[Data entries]
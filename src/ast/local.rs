//! The local protocol tree (`LocalType`), one role's viewpoint.

use crate::action::{Action, Role};
use indexmap::IndexMap;
use std::rc::Rc;

/// The local protocol tree. `UnmergedChoice` is a projection intermediate
/// it is produced by [`crate::projection::project`] and
/// consumed exactly once by [`crate::projectability`], which replaces every
/// occurrence with the canonical [`LocalType::MChoice`] form. No other
/// module should ever construct or match on `UnmergedChoice`.
#[derive(Debug, Clone)]
pub enum LocalType {
    End,
    Msg(Action, Rc<LocalType>),
    Rec(String, Rc<LocalType>),
    Var(String),
    /// The canonical post-check choice: every branch starts with a
    /// distinct leading action. Code generation only ever sees this form.
    MChoice(Vec<(Action, Rc<LocalType>)>),
    /// `project(GChoice([g1..gn]), role)`: for each branch, the full
    /// per-role projection map, so the projectability check can inspect
    /// every role's first-action set without re-projecting. The branch
    /// vector is `Rc`-shared across every role's copy of this node, so the
    /// projectability check can memoise its decision per choice rather than
    /// per (choice, role).
    UnmergedChoice(Role, Rc<Vec<IndexMap<Role, LocalType>>>),
}

impl LocalType {
    pub fn msg(action: Action, cont: LocalType) -> Self {
        LocalType::Msg(action, Rc::new(cont))
    }

    pub fn rec(tvar: impl Into<String>, body: LocalType) -> Self {
        LocalType::Rec(tvar.into(), Rc::new(body))
    }

    pub fn is_end(&self) -> bool {
        matches!(self, LocalType::End)
    }

    /// Whether `tvar` occurs free in this type — used to drop unused
    /// `rec` binders during normalisation.
    pub fn mentions_var(&self, tvar: &str) -> bool {
        match self {
            LocalType::End => false,
            LocalType::Var(t) => t == tvar,
            LocalType::Msg(_, cont) => cont.mentions_var(tvar),
            LocalType::Rec(t, body) => t != tvar && body.mentions_var(tvar),
            LocalType::MChoice(branches) => branches.iter().any(|(_, k)| k.mentions_var(tvar)),
            LocalType::UnmergedChoice(_, projections) => projections
                .iter()
                .any(|m| m.values().any(|l| l.mentions_var(tvar))),
        }
    }

    /// Render as the surface `choice { ... } or { ... }` textual form used
    /// for `--project` output and diagnostics. Only meaningful once every
    /// `UnmergedChoice` has been resolved to `MChoice`.
    pub fn to_text(&self, indent: usize) -> String {
        let pad = "  ".repeat(indent);
        match self {
            LocalType::End => format!("{pad}end"),
            LocalType::Var(t) => format!("{pad}continue {t};"),
            LocalType::Msg(a, cont) => {
                format!("{pad}{a};\n{}", cont.to_text(indent))
            }
            LocalType::Rec(t, body) => {
                format!("{pad}rec {t} {{\n{}\n{pad}}}", body.to_text(indent + 1))
            }
            LocalType::MChoice(branches) => {
                let branches: Vec<String> = branches
                    .iter()
                    .map(|(a, k)| {
                        format!(
                            "{pad}{{\n{}{};\n{}\n{pad}}}",
                            "  ".repeat(indent + 1),
                            a,
                            k.to_text(indent + 1)
                        )
                    })
                    .collect();
                format!("{pad}choice\n{}", branches.join(&format!("\n{pad}or\n")))
            }
            LocalType::UnmergedChoice(..) => format!("{pad}<unresolved choice>"),
        }
    }
}

impl std::fmt::Display for LocalType {
    fn fmt(&self, f: &mut std::fmt::Formatter<'_>) -> std::fmt::Result {
        f.write_str(&self.to_text(0))
    }
}
use super::{append, make_payload, parse_error};
use crate::action::Payload;
use crate::ast::{GlobalType, Protocol};
use crate::error::Result;
use pest::iterators::Pair;
use pest::Parser as _;
use pest_derive::Parser;
use std::path::Path;

#[derive(Parser)]
#[grammar = "parser/scribble.pest"]
struct Parser;

pub fn parse(path: &Path, source: &str) -> Result<Vec<Protocol>> {
    let file = Parser::parse(Rule::file, source).map_err(|e| parse_error(path, e))?;
    let mut protocols = Vec::new();
    for pair in file {
        if pair.as_rule() == Rule::protocol {
            protocols.push(build_protocol(pair));
        }
    }
    Ok(protocols)
}

fn build_protocol(pair: Pair<Rule>) -> Protocol {
    let mut inner = pair.into_inner();
    let name = inner.next().unwrap().as_str().to_string();
    let role_decls = inner.next().unwrap();
    let roles: Vec<String> = role_decls
        .into_inner()
        .map(|decl| decl.into_inner().next().unwrap().as_str().to_string())
        .collect();
    let stmts: Vec<Pair<Rule>> = inner.collect();
    Protocol::new(name, roles, build_block(&stmts))
}

fn build_block(stmts: &[Pair<Rule>]) -> GlobalType {
    let Some((first, rest)) = stmts.split_first() else {
        return GlobalType::End;
    };
    match first.as_rule() {
        Rule::msg_stmt => {
            let mut inner = first.clone().into_inner();
            let label = inner.next().unwrap().as_str().to_string();
            let next = inner.next().unwrap();
            let (payloads, from, to) = if next.as_rule() == Rule::payload_list {
                let payloads = build_payload_list(next);
                let from = inner.next().unwrap().as_str().to_string();
                let to = inner.next().unwrap().as_str().to_string();
                (payloads, from, to)
            } else {
                let from = next.as_str().to_string();
                let to = inner.next().unwrap().as_str().to_string();
                (Vec::new(), from, to)
            };
            GlobalType::msg(from, to, label, payloads, build_block(rest))
        }
        Rule::choice_stmt => {
            let mut parts = first.clone().into_inner();
            let _decider = parts.next().unwrap(); // `choice at <role>`'s role, informational
            let branches: Vec<GlobalType> = parts
                .map(|branch| build_block(&branch.into_inner().collect::<Vec<_>>()))
                .collect();
            append(GlobalType::Choice(branches), &build_block(rest))
        }
        Rule::rec_stmt => {
            let mut inner = first.clone().into_inner();
            let tvar = inner.next().unwrap().as_str().to_string();
            let body = build_block(&inner.collect::<Vec<_>>());
            append(GlobalType::rec(tvar, body), &build_block(rest))
        }
        Rule::continue_stmt => GlobalType::Var(first.clone().into_inner().next().unwrap().as_str().to_string()),
        Rule::end_stmt => GlobalType::End,
        other => unreachable!("unexpected statement rule {other:?}"),
    }
}

fn build_payload_list(pair: Pair<Rule>) -> Vec<Payload> {
    pair.into_inner()
        .enumerate()
        .map(|(i, p)| {
            let parts: Vec<Pair<Rule>> = p.into_inner().collect();
            match parts.len() {
                2 => make_payload(Some(parts[0].as_str()), parts[1].as_str(), i),
                1 => make_payload(None, parts[0].as_str(), i),
                _ => unreachable!("payload must carry a type"),
            }
        })
        .collect()
}
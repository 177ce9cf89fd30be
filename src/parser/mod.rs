//! Surface syntax: two dialects reducing to the same [`crate::ast::Protocol`]
//! set, selected by [`crate::config::Syntax`].

mod mpst;
mod scribble;

use crate::action::Payload;
use crate::ast::{GlobalType, Protocol};
use crate::error::{AnalysisError, Result};
use std::path::Path;

/// Parse every `protocol`/`global protocol` block in `source` into a list of
/// [`Protocol`]s, in the dialect named by [`crate::config::Syntax`].
pub fn parse(path: &Path, source: &str, syntax: crate::config::Syntax) -> Result<Vec<Protocol>> {
    match syntax {
        crate::config::Syntax::Mpst => mpst::parse(path, source),
        crate::config::Syntax::Scribble => scribble::parse(path, source),
    }
}

fn parse_error<R: pest::RuleType>(path: &Path, e: pest::error::Error<R>) -> AnalysisError {
    let (line, col) = match e.line_col {
        pest::error::LineColLocation::Pos((l, c)) => (l, c),
        pest::error::LineColLocation::Span((l, c), _) => (l, c),
    };
    AnalysisError::Parse {
        path: path.to_path_buf(),
        line,
        col,
        message: e.variant.message().to_string(),
    }
}

/// A payload name straight from source may be `PascalCase` or `UPPER`; code
/// generation needs a valid lowercase-leading Rust binding. A missing name
/// gets a positional placeholder.
fn normalize_payload_name(raw: Option<&str>, index: usize) -> String {
    match raw {
        Some(raw) => {
            let mut chars = raw.chars();
            match chars.next() {
                Some(c) => c.to_lowercase().collect::<String>() + chars.as_str(),
                None => format!("p_{index}"),
            }
        }
        None => format!("p_{index}"),
    }
}

fn make_payload(name: Option<&str>, ty: &str, index: usize) -> Payload {
    Payload {
        name: normalize_payload_name(name, index),
        ty: ty.to_string(),
    }
}

/// Splice `tail` onto the end of every terminal `End` reachable from `g` —
/// used when a `choice`/`rec` block is followed by more statements in the
/// same sequence, since every branch/loop-exit converges on what follows.
fn append(g: GlobalType, tail: &GlobalType) -> GlobalType {
    match g {
        GlobalType::End => tail.clone(),
        GlobalType::Msg(m, cont) => {
            GlobalType::Msg(m, std::rc::Rc::new(append((*cont).clone(), tail)))
        }
        GlobalType::Choice(branches) => {
            GlobalType::Choice(branches.into_iter().map(|b| append(b, tail)).collect())
        }
        GlobalType::Rec(t, body) => GlobalType::rec(t, append((*body).clone(), tail)),
        var @ GlobalType::Var(_) => var,
    }
}
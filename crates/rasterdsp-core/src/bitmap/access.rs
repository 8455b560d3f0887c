//! Pixel access for [`Bitmap`] and [`BitmapMut`]
//!
//! Two levels are provided. The raw level (`get_pixel` / `set_pixel`)
//! deals in stored values: a bit for 1 bpp, a byte for 8 bpp, a packed
//! `0xRRGGBBAA` word for 24 bpp. The color level (`pixel_color` /
//! `set_pixel_color`) deals in [`Rgba`] and resolves the palette, the
//! implicit grayscale ramp, and the alpha flag.

use super::{BitDepth, Bitmap, BitmapMut};
use crate::error::{Error, Result};
use crate::palette::Rgba;
use crate::rgb;

/// Get the bit at index `i` in a packed row (MSB first).
#[inline]
pub fn get_data_bit(row: &[u32], i: usize) -> u32 {
    (row[i / 32] >> (31 - (i & 31))) & 1
}

/// Set the bit at index `i` in a packed row (MSB first).
#[inline]
pub fn set_data_bit(row: &mut [u32], i: usize, value: u32) {
    let shift = 31 - (i & 31);
    let word = &mut row[i / 32];
    *word = (*word & !(1 << shift)) | ((value & 1) << shift);
}

/// Get the byte at index `i` in a packed row (MSB first).
#[inline]
pub fn get_data_byte(row: &[u32], i: usize) -> u8 {
    ((row[i / 4] >> (24 - 8 * (i & 3))) & 0xff) as u8
}

/// Set the byte at index `i` in a packed row (MSB first).
#[inline]
pub fn set_data_byte(row: &mut [u32], i: usize, value: u8) {
    let shift = 24 - 8 * (i & 3);
    let word = &mut row[i / 4];
    *word = (*word & !(0xff << shift)) | (u32::from(value) << shift);
}

#[inline]
fn read_raw(row: &[u32], depth: BitDepth, x: u32) -> u32 {
    match depth {
        BitDepth::Bit1 => get_data_bit(row, x as usize),
        BitDepth::Bit8 => u32::from(get_data_byte(row, x as usize)),
        BitDepth::Bit24 => row[x as usize],
    }
}

#[inline]
fn write_raw(row: &mut [u32], depth: BitDepth, x: u32, value: u32) {
    match depth {
        BitDepth::Bit1 => set_data_bit(row, x as usize, value),
        BitDepth::Bit8 => set_data_byte(row, x as usize, (value & 0xff) as u8),
        BitDepth::Bit24 => row[x as usize] = value,
    }
}

fn resolve_color(
    raw: u32,
    depth: BitDepth,
    has_alpha: bool,
    palette: Option<&crate::Palette>,
) -> Rgba {
    match depth {
        BitDepth::Bit24 => {
            let mut color = rgb::unpack(raw);
            if !has_alpha {
                color.alpha = 255;
            }
            color
        }
        _ => match palette {
            Some(p) => p.get(raw as usize).unwrap_or_default(),
            None => {
                let gray = if depth == BitDepth::Bit1 {
                    (raw * 255) as u8
                } else {
                    raw as u8
                };
                Rgba::gray(gray)
            }
        },
    }
}

fn color_to_index(color: Rgba, depth: BitDepth, palette: Option<&crate::Palette>) -> u32 {
    match palette {
        Some(p) => p.find_nearest(color.red, color.green, color.blue) as u32,
        None => {
            let gray = color.luma();
            if depth == BitDepth::Bit1 {
                u32::from(gray >= 128)
            } else {
                u32::from(gray)
            }
        }
    }
}

impl Bitmap {
    /// Get the raw pixel value at (x, y), or `None` when out of range.
    #[inline]
    pub fn get_pixel(&self, x: u32, y: u32) -> Option<u32> {
        if x >= self.inner.width || y >= self.inner.height {
            return None;
        }
        Some(read_raw(self.row_data(y), self.inner.depth, x))
    }

    /// Get the raw pixel value at (x, y).
    ///
    /// # Panics
    ///
    /// Panics if (x, y) is out of range.
    #[inline]
    pub fn get_pixel_unchecked(&self, x: u32, y: u32) -> u32 {
        read_raw(self.row_data(y), self.inner.depth, x)
    }

    /// Get the resolved color at (x, y), or `None` when out of range.
    pub fn pixel_color(&self, x: u32, y: u32) -> Option<Rgba> {
        let raw = self.get_pixel(x, y)?;
        Some(resolve_color(
            raw,
            self.inner.depth,
            self.inner.has_alpha,
            self.inner.palette.as_ref(),
        ))
    }

    /// Get the resolved color at (x, y).
    ///
    /// Indexed pixels go through the palette; 8 bpp images without a
    /// palette resolve as a grayscale ramp. A 24 bpp image without alpha
    /// reports every pixel as opaque.
    ///
    /// # Panics
    ///
    /// Panics if (x, y) is out of range.
    pub fn pixel_color_unchecked(&self, x: u32, y: u32) -> Rgba {
        resolve_color(
            self.get_pixel_unchecked(x, y),
            self.inner.depth,
            self.inner.has_alpha,
            self.inner.palette.as_ref(),
        )
    }

    /// Get the palette index at (x, y) for 1 and 8 bpp images.
    ///
    /// Returns `None` for out-of-range coordinates or 24 bpp images.
    pub fn pixel_index(&self, x: u32, y: u32) -> Option<u8> {
        if self.inner.depth == BitDepth::Bit24 {
            return None;
        }
        self.get_pixel(x, y).map(|v| v as u8)
    }
}

impl BitmapMut {
    /// Get the raw pixel value at (x, y), or `None` when out of range.
    #[inline]
    pub fn get_pixel(&self, x: u32, y: u32) -> Option<u32> {
        if x >= self.inner.width || y >= self.inner.height {
            return None;
        }
        Some(read_raw(self.row_data(y), self.inner.depth, x))
    }

    /// Get the raw pixel value at (x, y).
    ///
    /// # Panics
    ///
    /// Panics if (x, y) is out of range.
    #[inline]
    pub fn get_pixel_unchecked(&self, x: u32, y: u32) -> u32 {
        read_raw(self.row_data(y), self.inner.depth, x)
    }

    /// Get the resolved color at (x, y), or `None` when out of range.
    pub fn pixel_color(&self, x: u32, y: u32) -> Option<Rgba> {
        let raw = self.get_pixel(x, y)?;
        Some(resolve_color(
            raw,
            self.inner.depth,
            self.inner.has_alpha,
            self.inner.palette.as_ref(),
        ))
    }

    /// Get the resolved color at (x, y).
    ///
    /// # Panics
    ///
    /// Panics if (x, y) is out of range.
    pub fn pixel_color_unchecked(&self, x: u32, y: u32) -> Rgba {
        resolve_color(
            self.get_pixel_unchecked(x, y),
            self.inner.depth,
            self.inner.has_alpha,
            self.inner.palette.as_ref(),
        )
    }

    /// Get the palette index at (x, y) for 1 and 8 bpp images.
    pub fn pixel_index(&self, x: u32, y: u32) -> Option<u8> {
        if self.inner.depth == BitDepth::Bit24 {
            return None;
        }
        self.get_pixel(x, y).map(|v| v as u8)
    }

    /// Set the raw pixel value at (x, y).
    ///
    /// Values wider than the depth are masked down.
    ///
    /// # Errors
    ///
    /// Returns [`Error::IndexOutOfBounds`] when (x, y) is out of range.
    pub fn set_pixel(&mut self, x: u32, y: u32, value: u32) -> Result<()> {
        if x >= self.inner.width || y >= self.inner.height {
            return Err(Error::IndexOutOfBounds {
                index: (y as usize) * (self.inner.width as usize) + x as usize,
                len: (self.inner.width as usize) * (self.inner.height as usize),
            });
        }
        self.set_pixel_unchecked(x, y, value);
        Ok(())
    }

    /// Set the raw pixel value at (x, y).
    ///
    /// # Panics
    ///
    /// Panics if (x, y) is out of range.
    #[inline]
    pub fn set_pixel_unchecked(&mut self, x: u32, y: u32, value: u32) {
        let depth = self.inner.depth;
        write_raw(self.row_data_mut(y), depth, x, value);
    }

    /// Set the color at (x, y).
    ///
    /// Indexed images store the nearest palette entry; palette-less 1 and
    /// 8 bpp images store the luma. For 24 bpp the alpha sample is written
    /// only when `edit_alpha` is set and the alpha channel is enabled.
    ///
    /// # Errors
    ///
    /// Returns [`Error::IndexOutOfBounds`] when (x, y) is out of range.
    pub fn set_pixel_color(&mut self, x: u32, y: u32, color: Rgba, edit_alpha: bool) -> Result<()> {
        if x >= self.inner.width || y >= self.inner.height {
            return Err(Error::IndexOutOfBounds {
                index: (y as usize) * (self.inner.width as usize) + x as usize,
                len: (self.inner.width as usize) * (self.inner.height as usize),
            });
        }
        self.set_pixel_color_unchecked(x, y, color, edit_alpha);
        Ok(())
    }

    /// Set the color at (x, y).
    ///
    /// # Panics
    ///
    /// Panics if (x, y) is out of range.
    pub fn set_pixel_color_unchecked(&mut self, x: u32, y: u32, color: Rgba, edit_alpha: bool) {
        match self.inner.depth {
            BitDepth::Bit24 => {
                let keep_alpha = !(edit_alpha && self.inner.has_alpha);
                let row = self.row_data_mut(y);
                let alpha = if keep_alpha {
                    rgb::alpha(row[x as usize])
                } else {
                    color.alpha
                };
                row[x as usize] = rgb::compose_rgba(color.red, color.green, color.blue, alpha);
            }
            depth => {
                let index = color_to_index(color, depth, self.inner.palette.as_ref());
                write_raw(self.row_data_mut(y), depth, x, index);
            }
        }
    }

    /// Set the palette index at (x, y) for 1 and 8 bpp images.
    ///
    /// # Errors
    ///
    /// Fails for 24 bpp images, out-of-range coordinates, or an index
    /// beyond the depth's range.
    pub fn set_pixel_index(&mut self, x: u32, y: u32, index: u8) -> Result<()> {
        if self.inner.depth == BitDepth::Bit24 {
            return Err(Error::UnsupportedDepth(24));
        }
        if u32::from(index) > self.inner.depth.max_index() {
            return Err(Error::IndexOutOfBounds {
                index: index as usize,
                len: self.inner.depth.max_index() as usize + 1,
            });
        }
        self.set_pixel(x, y, u32::from(index))
    }

    /// Write only the alpha sample at (x, y) of a 24 bpp image with alpha
    /// enabled. Does nothing when the alpha channel is absent.
    pub fn set_pixel_alpha(&mut self, x: u32, y: u32, alpha: u8) {
        if self.inner.depth != BitDepth::Bit24 || !self.inner.has_alpha {
            return;
        }
        if x >= self.inner.width || y >= self.inner.height {
            return;
        }
        let row = self.row_data_mut(y);
        let word = &mut row[x as usize];
        *word = (*word & !0xff) | u32::from(alpha);
    }
}
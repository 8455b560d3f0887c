//! Error types for the test framework

use thiserror::Error;

/// Errors that can occur during regression testing
#[derive(Debug, Error)]
pub enum TestError {
    /// Failed to write a bitmap dump
    #[error("failed to write bitmap '{path}': {message}")]
    BitmapWrite { path: String, message: String },

    /// Failed to create directory
    #[error("failed to create directory '{path}': {message}")]
    DirectoryCreate { path: String, message: String },

    /// Value comparison failed
    #[error(
        "value comparison failed at index {index}: expected {expected}, got {actual}, delta {delta}"
    )]
    ValueMismatch {
        index: usize,
        expected: f64,
        actual: f64,
        delta: f64,
    },

    /// Bitmap comparison failed
    #[error("bitmap comparison failed at index {index}")]
    BitmapMismatch { index: usize },

    /// File comparison failed
    #[error("file comparison failed at index {index}: {path}")]
    FileMismatch { index: usize, path: String },

    /// Golden file not found
    #[error("golden file not found: {path}")]
    GoldenNotFound { path: String },

    /// IO error
    #[error("IO error: {0}")]
    Io(#[from] std::io::Error),
}

/// Result type for test operations
pub type TestResult<T> = Result<T, TestError>;
//! Moore boundary tracing

use rasterdsp_core::{BitDepth, Bitmap, OperationContext, Rgba, rgb};

use crate::error::RegionResult;

/// Probe offsets around the current point, visited counterclockwise in
/// raster coordinates starting due east
const DIRECTIONS: [(i32, i32); 8] = [
    (1, 0),
    (1, -1),
    (0, -1),
    (-1, -1),
    (-1, 0),
    (-1, 1),
    (0, 1),
    (1, 1),
];

fn matches_target(src: &Bitmap, x: i32, y: i32, target: Rgba) -> bool {
    let color = src.pixel_color_unchecked(x as u32, y as u32);
    color.red == target.red && color.green == target.green && color.blue == target.blue
}

/// Trace the boundary of the first region matching a color
///
/// Scans the image bottom-to-top, left-to-right, for the first pixel
/// whose RGB value equals `target_color` exactly (alpha is ignored),
/// then walks the region boundary with a Moore neighbor trace: after
/// each step the probe direction rewinds by two, and after each miss it
/// advances by one. The walk ends when it returns to the start pixel or
/// after a full rotation of misses.
///
/// # Arguments
///
/// * `src` - Image to search
/// * `target_color` - Exact color of the region whose outline is wanted
/// * `trace_color` - Color the outline is drawn with
/// * `ctx` - Cancellation and progress reporting for the scan
///
/// # Returns
///
/// A fresh white 24-bit bitmap of the same size containing only the
/// traced outline. When no pixel matches, or the scan is cancelled, the
/// blank white bitmap is returned as success.
pub fn trace(
    src: &Bitmap,
    target_color: Rgba,
    trace_color: Rgba,
    ctx: &OperationContext,
) -> RegionResult<Bitmap> {
    let width = src.width();
    let height = src.height();

    let canvas = Bitmap::new(width, height, BitDepth::Bit24)?;
    let mut canvas = canvas.try_into_mut().unwrap();
    canvas.data_mut().fill(rgb::compose_rgb(255, 255, 255));

    let mut start = None;
    'scan: for y in (0..height as i32).rev() {
        if ctx.is_cancelled() {
            break;
        }
        ctx.report_row(height - 1 - y as u32, height);
        for x in 0..width as i32 {
            if matches_target(src, x, y, target_color) {
                start = Some((x, y));
                break 'scan;
            }
        }
    }
    let Some((start_x, start_y)) = start else {
        return Ok(canvas.into());
    };

    let (mut cx, mut cy) = (start_x, start_y);
    let mut direction: usize = 0;
    let mut misses = 0;
    while misses < 9 {
        let (dx, dy) = DIRECTIONS[direction];
        let x = cx + dx;
        let y = cy + dy;
        if src.is_inside(x, y) && matches_target(src, x, y, target_color) {
            cx = x;
            cy = y;
            misses = 0;
            canvas.set_pixel_color_unchecked(x as u32, y as u32, trace_color, false);
            if x == start_x && y == start_y {
                break;
            }
            // Rewind so the probe re-checks the flank we came from
            direction = (direction + 6) % 8;
        } else {
            direction = (direction + 1) % 8;
            misses += 1;
        }
    }

    Ok(canvas.into())
}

| INSTRUCTIONS TO FOLLOW |
Filter the data for the string "LineColLocation" and copy every line that has it.

| SOLUTION FOR THIS PROBLEM |
        pest::error::LineColLocation::Pos((l, c)) => (l, c),
        pest::error::LineColLocation::Span((l, c), _) => (l, c),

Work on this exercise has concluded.